Randall Bytwerk is a professor of communication arts and sciences (CAS).  He is also the creator and maintainer of the German Propaganda Archive, the number one hit in a Google search for "Nazi propaganda”—a hit that even appears above Wikipedia’s entry on the subject and draws in over a million visitors every year.

"Often people will call up or send me an e-mail and ask, ‘Can you send us a high-definition copy of this image or that image?’” Bytwerk said. “It results in interesting things. Last year, for example, I was involved as an expert assistant in a $400,000,000 lawsuit—an attorney for a Holocaust art-claims case found my website. ... The point is, it provides an international visibility, which has all kinds of interesting consequences.”
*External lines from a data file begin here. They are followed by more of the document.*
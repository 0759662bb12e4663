use log::{debug, info, warn};
use serde::Deserialize;
use std::path::Path;
use uuid::Uuid;

use crate::container_management::docker_runtime::DockerRuntime;
use crate::container_management::remote_files::{create_local_dir, restrict_permissions};
use crate::container_management::remote_paths::validate_local_path;
use crate::container_management::running_container::RunningContainer;
use crate::container_management::types::{ContainerHandle, ContainerSpec, WaitStrategy};
use crate::error_handling::types::ContainerError;

pub const LOCALSTACK_IMAGE: &str = "localstack/localstack:3";
pub const LOCALSTACK_PORT: u16 = 4566;
pub const LOCALSTACK_REGION: &str = "us-east-1";
pub const LOCALSTACK_ACCESS_KEY: &str = "test";
pub const LOCALSTACK_SECRET_KEY: &str = "test";

/// An object as listed by `list-objects-v2`.
#[derive(Debug, Clone, PartialEq, Eq, Deserialize)]
#[serde(rename_all = "PascalCase")]
pub struct S3Object {
    pub key: String,
    #[serde(default)]
    pub size: u64,
}

#[derive(Debug, Deserialize)]
#[serde(rename_all = "PascalCase")]
struct ListObjectsOutput {
    #[serde(default)]
    contents: Vec<S3Object>,
}

/// LocalStack with S3 enabled.
///
/// Bucket operations run `awslocal` inside the container, so no AWS SDK is
/// needed on the host. Point an S3 client at [`endpoint`](Self::endpoint)
/// with the static credentials to use the same buckets from the test.
#[derive(Debug)]
pub struct LocalstackTestContainer {
    container: RunningContainer,
    endpoint: String,
}

impl LocalstackTestContainer {
    pub async fn start() -> Result<Self, ContainerError> {
        let runtime = DockerRuntime::from_env().await?;
        Self::start_on(&runtime).await
    }

    pub async fn start_on(runtime: &DockerRuntime) -> Result<Self, ContainerError> {
        let container = RunningContainer::start(runtime, &localstack_spec()).await?;
        let port = container.host_port(LOCALSTACK_PORT)?;
        let endpoint = format!("http://{}:{}", container.host(), port);
        Ok(Self {
            container,
            endpoint,
        })
    }

    /// `http://host:port`
    pub fn endpoint(&self) -> &str {
        &self.endpoint
    }

    pub fn region(&self) -> &str {
        LOCALSTACK_REGION
    }

    pub fn access_key(&self) -> &str {
        LOCALSTACK_ACCESS_KEY
    }

    pub fn secret_key(&self) -> &str {
        LOCALSTACK_SECRET_KEY
    }

    pub fn handle(&self) -> &ContainerHandle {
        self.container.handle()
    }

    /// Creates a bucket with a unique name and returns the name.
    pub async fn make_bucket(&self) -> Result<String, ContainerError> {
        let bucket = unique_bucket_name();
        self.awslocal(&["s3", "mb", &format!("s3://{}", bucket)])
            .await?;
        info!("[{}] Created bucket {}", self.handle().name, bucket);
        Ok(bucket)
    }

    /// Uploads `local` as `bucket/key`.
    pub async fn save_file(&self, local: &Path, bucket: &str, key: &str) -> Result<(), ContainerError> {
        validate_local_path(local)?;
        if !tokio::fs::metadata(local).await?.is_file() {
            return Err(ContainerError::FileOperationFailed(format!(
                "{} is not a regular file",
                local.display()
            )));
        }

        let staging = staging_path();
        let id = &self.handle().id;
        self.container.runtime().copy_to(id, local, &staging).await?;
        let result = self
            .awslocal(&["s3", "cp", &staging, &s3_url(bucket, key)])
            .await;
        self.remove_staging(&staging).await;
        result?;

        debug!("[{}] Uploaded {} to s3://{}/{}", self.handle().name, local.display(), bucket, key);
        Ok(())
    }

    /// Downloads `bucket/key` to `local`, creating local parent directories.
    pub async fn get_file(&self, bucket: &str, key: &str, local: &Path) -> Result<(), ContainerError> {
        validate_local_path(local)?;

        let staging = staging_path();
        if let Err(e) = self
            .awslocal(&["s3", "cp", &s3_url(bucket, key), &staging])
            .await
        {
            self.remove_staging(&staging).await;
            return Err(e);
        }

        if let Some(parent) = local.parent().filter(|p| !p.as_os_str().is_empty()) {
            create_local_dir(parent).await?;
        }
        let id = &self.handle().id;
        let copied = self.container.runtime().copy_from(id, &staging, local).await;
        self.remove_staging(&staging).await;
        copied?;
        restrict_permissions(local).await?;

        debug!("[{}] Downloaded s3://{}/{} to {}", self.handle().name, bucket, key, local.display());
        Ok(())
    }

    /// All objects in `bucket` whose key starts with `prefix`, recursively.
    pub async fn list_files(&self, bucket: &str, prefix: &str) -> Result<Vec<S3Object>, ContainerError> {
        let mut args = vec![
            "s3api",
            "list-objects-v2",
            "--bucket",
            bucket,
            "--output",
            "json",
        ];
        if !prefix.is_empty() {
            args.push("--prefix");
            args.push(prefix);
        }
        let output = self.awslocal(&args).await?;
        parse_list_objects(&output)
    }

    pub async fn delete_file(&self, bucket: &str, key: &str) -> Result<(), ContainerError> {
        self.awslocal(&["s3", "rm", &s3_url(bucket, key)]).await?;
        debug!("[{}] Deleted s3://{}/{}", self.handle().name, bucket, key);
        Ok(())
    }

    pub async fn close(&mut self) -> Result<(), ContainerError> {
        self.container.close().await
    }

    async fn awslocal(&self, args: &[&str]) -> Result<String, ContainerError> {
        let mut cmd = vec!["awslocal"];
        cmd.extend_from_slice(args);
        let output = self.container.exec(&cmd).await?;
        Ok(output.stdout_string())
    }

    async fn remove_staging(&self, staging: &str) {
        if let Err(e) = self.container.exec(&["rm", "-f", staging]).await {
            warn!("[{}] Failed to remove {}: {}", self.handle().name, staging, e);
        }
    }
}

pub(crate) fn localstack_spec() -> ContainerSpec {
    ContainerSpec::new("localstack", LOCALSTACK_IMAGE)
        .expose(LOCALSTACK_PORT)
        .env("SERVICES", "s3")
        .env("AWS_DEFAULT_REGION", LOCALSTACK_REGION)
        .env("AWS_ACCESS_KEY_ID", LOCALSTACK_ACCESS_KEY)
        .env("AWS_SECRET_ACCESS_KEY", LOCALSTACK_SECRET_KEY)
        .wait_for(WaitStrategy::log("Ready."))
}

/// Lowercase, 3-63 characters, as S3 requires.
pub(crate) fn unique_bucket_name() -> String {
    format!("testbucket-{}", Uuid::new_v4().simple())
}

fn s3_url(bucket: &str, key: &str) -> String {
    format!("s3://{}/{}", bucket, key.trim_start_matches('/'))
}

fn staging_path() -> String {
    format!("/tmp/testutils-{}", Uuid::new_v4().simple())
}

/// Parses `list-objects-v2` JSON. Empty output means no objects.
pub(crate) fn parse_list_objects(output: &str) -> Result<Vec<S3Object>, ContainerError> {
    if output.trim().is_empty() {
        return Ok(Vec::new());
    }
    let parsed: ListObjectsOutput = serde_json::from_str(output)
        .map_err(|e| ContainerError::ParseFailed(format!("list-objects-v2 output: {}", e)))?;
    Ok(parsed.contents)
}
//! Core types used by the container management subsystem.

use std::collections::HashMap;

use chrono::{DateTime, Utc};

/// Aggregate counters describing the current and historical container state.
#[derive(Debug, Clone, Default, PartialEq, Eq)]
pub struct ContainerStats {
    /// Number of containers currently tracked as running.
    pub active_count: usize,
    /// Total number of containers successfully started since the runtime was created.
    pub total_created: u64,
    /// Number of operations that failed (start, readiness or terminate failures).
    pub failed_count: u64,
}

/// Condition a freshly started container must meet before it is handed out.
#[derive(Debug, Clone, PartialEq, Eq)]
pub enum WaitStrategy {
    /// `message` appears at least `occurrences` times in the container logs.
    Log { message: String, occurrences: usize },
    /// The host port mapped to this container port accepts TCP connections.
    Port(u16),
}

impl WaitStrategy {
    pub fn log(message: &str) -> Self {
        WaitStrategy::Log {
            message: message.to_string(),
            occurrences: 1,
        }
    }

    pub fn log_times(message: &str, occurrences: usize) -> Self {
        WaitStrategy::Log {
            message: message.to_string(),
            occurrences: occurrences.max(1),
        }
    }
}

/// Everything needed to `docker run` a service container.
#[derive(Debug, Clone, Default)]
pub struct ContainerSpec {
    /// Logical service name, used in the container name (e.g. "postgres").
    pub service: String,
    pub image: String,
    /// Container ports published on an ephemeral host port.
    pub exposed_ports: Vec<u16>,
    /// Ports published on the same port number on the host.
    pub fixed_ports: Vec<u16>,
    pub env: Vec<(String, String)>,
    /// Extra `docker run` arguments placed before the image.
    pub run_args: Vec<String>,
    /// Command and arguments placed after the image.
    pub command: Vec<String>,
    pub wait: Vec<WaitStrategy>,
}

impl ContainerSpec {
    pub fn new(service: &str, image: &str) -> Self {
        Self {
            service: service.to_string(),
            image: image.to_string(),
            ..Default::default()
        }
    }

    pub fn expose(mut self, port: u16) -> Self {
        self.exposed_ports.push(port);
        self
    }

    pub fn publish_fixed(mut self, port: u16) -> Self {
        self.fixed_ports.push(port);
        self
    }

    pub fn env(mut self, key: &str, value: &str) -> Self {
        self.env.push((key.to_string(), value.to_string()));
        self
    }

    pub fn run_arg(mut self, arg: &str) -> Self {
        self.run_args.push(arg.to_string());
        self
    }

    pub fn command(mut self, args: &[&str]) -> Self {
        self.command = args.iter().map(|a| a.to_string()).collect();
        self
    }

    pub fn wait_for(mut self, strategy: WaitStrategy) -> Self {
        self.wait.push(strategy);
        self
    }
}

/// Handle describing a specific running container.
#[derive(Debug, Clone)]
pub struct ContainerHandle {
    /// Identifier printed by `docker run -d`.
    pub id: String,
    /// Unique container name (e.g. `testutils-ssh-<uuid>`).
    pub name: String,
    pub service: String,
    pub image: String,
    /// Host the mapped ports are reachable on.
    pub host: String,
    /// Container port to host port.
    pub ports: HashMap<u16, u16>,
    pub created_at: DateTime<Utc>,
}

impl ContainerHandle {
    /// Host port mapped to `container_port`, if it was published.
    pub fn host_port(&self, container_port: u16) -> Option<u16> {
        self.ports.get(&container_port).copied()
    }

    /// `host:port` for `container_port`, if it was published.
    pub fn address(&self, container_port: u16) -> Option<String> {
        self.host_port(container_port)
            .map(|port| format!("{}:{}", self.host, port))
    }

    /// Short form of the id, as `docker ps` prints it.
    pub fn short_id(&self) -> &str {
        let end = self.id.len().min(12);
        &self.id[..end]
    }
}

/// One entry of a remote directory listing.
#[derive(Debug, Clone, PartialEq, Eq)]
pub struct FileEntry {
    pub name: String,
    pub size: u64,
    pub is_dir: bool,
}

/// Output of a command run inside a container.
#[derive(Debug, Clone, Default)]
pub struct ExecOutput {
    pub stdout: Vec<u8>,
    pub stderr: Vec<u8>,
}

impl ExecOutput {
    pub fn stdout_string(&self) -> String {
        String::from_utf8_lossy(&self.stdout).into_owned()
    }

    pub fn stderr_string(&self) -> String {
        String::from_utf8_lossy(&self.stderr).into_owned()
    }
}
Bytwerk is interested in Nazi propaganda because of the all-encompassing totalitarian mindset that the Nazis embraced. Nazism, he said, was more like a religion than a simple political standpoint.

"It’s like Abraham Kuyper’s ‘every square inch,’” Bytwerk explained. "Essentially, the Nazis made the same point—every aspect of the world, every aspect of life ought to depend on Nazi ideology ... Nothing was outside of the worldview of the party. For instance, one of the articles that I’ve translated on my website is an article from a magazine for Nazi officials, and it was on, of all things, interior decoration ... ,” he said. “So if interior decoration falls under the purview of the party, there’s not much that doesn’t.”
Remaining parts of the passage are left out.